Entertainment

Why Tommy Is the Most Underrated Character on 'The Leftovers'

Tommy isn't the most dynamic character, but he illustrates the show in a nutshell. 

by Lauren Sarner
HBO 

Tom Garvey, known to his family as Tommy, isn’t the most dynamic character on HBO’s existential drama The Leftovers. He hasn’t died and come back to life the way his stepfather Kevin has, he hasn’t crucified himself like Matt Jamison has, and he doesn’t constantly surprise the audience with unexpected behavior the way Nora Durst does. Yet, his storyline is the key to the emotional and psychological journey of the show.

In Season 1, the viewer meets Tommy when he’s in a weird place, to put it mildly. After the Sudden Departure — the world-shaking event in which 2 percent of the population mysteriously vanishes — he’s living on a commune and working for a con man named Holy Wayne who claims to be able to “take away pain” through magical hugs. Although the show is ambiguous about the validity of Wayne’s powers, it soon becomes clear that he’s using his mystique to impregnate underage Asian girls.

Unfortunately, because he’s stranded in a plotline separate from the other main characters, Tommy is one of the weaker parts of Season 1. He’s full of melancholia and it feels abstract to the viewer. Season 1’s penultimate flashback episode, “The Garveys At Their Best,” gives him much-needed context. Before the Sudden Departure, he was a college boy who loved his family, doted on his little sister, and had abandonment issues. He occasionally got drunk and showed up to beat down the door of his biological father’s home, resulting in an arrest or two.

The Leftovers is a science fiction show, but it uses its sci-fi premise to focus on its characters’ emotional states. It isn’t about where the vanished people went, but rather how those left behind find meaning in a world that suddenly seems meaningless. It focuses on what happens to belief systems in a reality where something senseless has happened because unlike the biblical Rapture, both righteous and wicked people disappeared in the Departure.

As the show’s Lost Boy who is slightly too adult to be considered a “boy” — the quintessential millennial — Tommy embodies the simplest thread of this ongoing thematic conversation. Kevin has a more grand and cosmic journey with his jaunts into the afterlife; Nora’s story is operatic in its mixture tragedy and intimacy, but Tommy’s is quietly ordinary. His life before the Departure was filled with everyday sadness but no grand tragedy, and his life after is concentrated around clinging to the idea of meaning in the most obvious places. If The Leftovers has a character who can be considered an “everyman,” it’s Tommy.

Season 2 is when his storyline becomes its most dynamic. He’s reunited with his mother, Laurie, who is herself fresh off a stint of abandoning her family to join a nihilistic cult in Season 1. She’s now seeking to fight the cult, but she’s using Tommy to do it. Unfortunately, she underestimates his need to find a sense of belonging and meaning. When she appropriates Holy Wayne’s story about having the power to heal people through hugs and she forces Tommy to peddle that story, it seems that he’s vulnerable to his own con.

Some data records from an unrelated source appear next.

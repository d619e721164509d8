//! Buffers handed between the producer, subpartition queues and readers.

use bytes::Bytes;
use serde::{Deserialize, Serialize};
use std::fmt;

/// Tag carried by every buffer.
#[derive(Debug, Clone, Copy, PartialEq, Eq, Hash, Serialize, Deserialize)]
pub enum DataType {
    /// Nothing is currently available.
    None,
    /// Serialized user records.
    DataBuffer,
    /// Serialized control event such as end-of-partition.
    EventBuffer,
}

impl DataType {
    /// Returns true for record data.
    pub fn is_buffer(self) -> bool {
        self == DataType::DataBuffer
    }

    /// Returns true for control events.
    pub fn is_event(self) -> bool {
        self == DataType::EventBuffer
    }
}

impl fmt::Display for DataType {
    fn fmt(&self, f: &mut fmt::Formatter<'_>) -> fmt::Result {
        let name = match self {
            DataType::None => "NONE",
            DataType::DataBuffer => "DATA_BUFFER",
            DataType::EventBuffer => "EVENT_BUFFER",
        };
        f.write_str(name)
    }
}

/// An immutable byte range tagged with its [`DataType`].
///
/// The payload is reference counted. Pooled payloads go back to the pool they
/// came from when the last holder drops its `Buffer`, so recycling happens
/// exactly once without any explicit release call.
pub struct Buffer {
    data: Bytes,
    data_type: DataType,
}

impl Buffer {
    /// Wraps a payload.
    pub fn new(data: Bytes, data_type: DataType) -> Self {
        Self { data, data_type }
    }

    /// Gets the data type.
    pub fn data_type(&self) -> DataType {
        self.data_type
    }

    /// Returns true if this buffer carries record data.
    pub fn is_buffer(&self) -> bool {
        self.data_type.is_buffer()
    }

    /// Number of readable bytes.
    pub fn readable_bytes(&self) -> usize {
        self.data.len()
    }

    /// Gets the readable bytes.
    pub fn as_slice(&self) -> &[u8] {
        &self.data
    }

    /// Consumes the buffer and returns its payload.
    pub fn into_bytes(self) -> Bytes {
        self.data
    }

    /// Takes another shared reference to the same payload.
    pub(crate) fn retain(&self) -> Buffer {
        Buffer {
            data: self.data.clone(),
            data_type: self.data_type,
        }
    }
}

impl AsRef<[u8]> for Buffer {
    fn as_ref(&self) -> &[u8] {
        &self.data
    }
}

impl fmt::Debug for Buffer {
    fn fmt(&self, f: &mut fmt::Formatter<'_>) -> fmt::Result {
        f.debug_struct("Buffer")
            .field("data_type", &self.data_type)
            .field("readable_bytes", &self.data.len())
            .finish()
    }
}

/// A buffer returned by a view together with the reader-side bookkeeping.
#[derive(Debug)]
pub struct BufferAndBacklog {
    buffer: Buffer,
    buffers_in_backlog: usize,
    next_data_type: DataType,
    sequence_number: u64,
}

impl BufferAndBacklog {
    pub(crate) fn new(
        buffer: Buffer,
        buffers_in_backlog: usize,
        next_data_type: DataType,
        sequence_number: u64,
    ) -> Self {
        Self {
            buffer,
            buffers_in_backlog,
            next_data_type,
            sequence_number,
        }
    }

    /// Gets the buffer.
    pub fn buffer(&self) -> &Buffer {
        &self.buffer
    }

    /// Consumes self and returns the buffer.
    pub fn into_buffer(self) -> Buffer {
        self.buffer
    }

    /// Buffers still queued in the subpartition after this one.
    pub fn buffers_in_backlog(&self) -> usize {
        self.buffers_in_backlog
    }

    /// Data type of the following buffer, or [`DataType::None`] if it is not ready yet.
    pub fn next_data_type(&self) -> DataType {
        self.next_data_type
    }

    /// Position of this buffer within its subpartition.
    pub fn sequence_number(&self) -> u64 {
        self.sequence_number
    }
}
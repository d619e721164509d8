//! Control events carried in event buffers.

use bytes::Bytes;
use serde::{Deserialize, Serialize};

use crate::Result;
use crate::buffer::{Buffer, DataType};

/// A control event broadcast to every subpartition.
#[derive(Debug, Clone, PartialEq, Eq, Serialize, Deserialize)]
pub enum ShuffleEvent {
    /// Terminal event; always the last buffer of a subpartition.
    EndOfPartition,
    /// The producer has emitted all of its records but has not finished yet.
    EndOfData,
    /// Opaque caller-defined payload.
    Custom(Vec<u8>),
}

impl ShuffleEvent {
    /// Serializes the event into an unpooled payload.
    pub fn to_bytes(&self) -> Result<Bytes> {
        Ok(Bytes::from(bincode::serialize(self)?))
    }

    /// Deserializes an event payload.
    pub fn from_bytes(bytes: &[u8]) -> Result<Self> {
        Ok(bincode::deserialize(bytes)?)
    }

    /// Decodes the event held by an event buffer.
    pub fn from_buffer(buffer: &Buffer) -> Result<Self> {
        Self::from_bytes(buffer.as_slice())
    }

    /// Serializes the event into an event buffer.
    pub(crate) fn to_buffer(&self) -> Result<Buffer> {
        Ok(Buffer::new(self.to_bytes()?, DataType::EventBuffer))
    }

    pub fn is_end_of_partition(&self) -> bool {
        matches!(self, ShuffleEvent::EndOfPartition)
    }
}
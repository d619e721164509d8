//! Container-aware sizing of the disk read executor.
//!
//! Reads the cgroup CPU quota so that an executor created inside a container
//! does not spawn one thread per host core.

use std::fs;
use std::sync::OnceLock;

/// Environment variable overriding the default number of I/O threads.
pub const IO_THREADS_ENV: &str = "HYBRID_SHUFFLE_IO_THREADS";

static AVAILABLE_CPUS: OnceLock<usize> = OnceLock::new();

/// Returns the number of CPU cores available to this process.
pub fn available_cpus() -> usize {
    *AVAILABLE_CPUS.get_or_init(detect_cpus)
}

/// Default thread count for an [`IoExecutor`](crate::concurrency::IoExecutor).
pub fn default_io_threads() -> usize {
    parse_positive_env(IO_THREADS_ENV).unwrap_or_else(available_cpus)
}

fn detect_cpus() -> usize {
    let host = num_cpus::get();
    match cpu_quota() {
        // Round fractional quotas up so at least one thread is left.
        Some(quota) if quota > 0.0 && (quota.ceil() as usize) < host => quota.ceil() as usize,
        _ => host,
    }
}

fn parse_positive_env(name: &str) -> Option<usize> {
    let value = std::env::var(name).ok()?;
    let parsed = value.trim().parse::<usize>().ok()?;
    (parsed > 0).then_some(parsed)
}

fn cpu_quota() -> Option<f64> {
    cpu_quota_v2().or_else(cpu_quota_v1)
}

fn cpu_quota_v2() -> Option<f64> {
    let content = fs::read_to_string("/sys/fs/cgroup/cpu.max").ok()?;
    parse_cpu_max(&content)
}

fn cpu_quota_v1() -> Option<f64> {
    let quota = read_i64("/sys/fs/cgroup/cpu/cpu.cfs_quota_us")?;
    let period = read_i64("/sys/fs/cgroup/cpu/cpu.cfs_period_us")?;
    (quota > 0 && period > 0).then(|| quota as f64 / period as f64)
}

fn read_i64(path: &str) -> Option<i64> {
    fs::read_to_string(path).ok()?.trim().parse().ok()
}

/// Parses the cgroup v2 `cpu.max` format: `<quota|max> <period>`.
fn parse_cpu_max(content: &str) -> Option<f64> {
    let mut parts = content.split_whitespace();
    let quota = parts.next()?;
    let period = parts.next()?.parse::<f64>().ok()?;
    if quota == "max" || period <= 0.0 {
        return None;
    }
    Some(quota.parse::<f64>().ok()? / period)
}

#[cfg(test)]
mod tests {
    use super::*;

    #[test]
    fn test_parse_cpu_max() {
        assert_eq!(parse_cpu_max("200000 100000\n"), Some(2.0));
        assert_eq!(parse_cpu_max("50000 100000"), Some(0.5));
        assert_eq!(parse_cpu_max("max 100000"), None);
        assert_eq!(parse_cpu_max("100000 0"), None);
        assert_eq!(parse_cpu_max(""), None);
    }

    #[test]
    fn test_available_cpus_is_positive() {
        assert!(available_cpus() >= 1);
        assert!(default_io_threads() >= 1);
    }
}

The rest of Season 2 follows his journey to joining his mother’s old cult, drawn in by the enigmatic and sinister Meg, and his almost immediate regret of that decision. By the first episode of Season 3, when the show skips three years into the future, he’s reunited with his family and seems relatively happy. But tellingly, he’s become a police officer like his stepfather Kevin — which shows that he’s still a follower.

In a small but poignant moment in the Season 3 premiere, “The Book of Kevin,” Tommy illustrates The Leftovers and its characters in a nutshell: He’s presented with a birthday cake but hesitates over his wish, asking if he could give it away to someone else. “Anyone need anything?” he says. Nora reprimands him gently, telling him, “It’s your wish, honey.” In response, he looks vaguely panicked, as if having a wish of his own is unfathomable, as if the very idea of something intangible yet good is a burden.

The third and final season of The Leftovers is currently airing Sundays on HBO.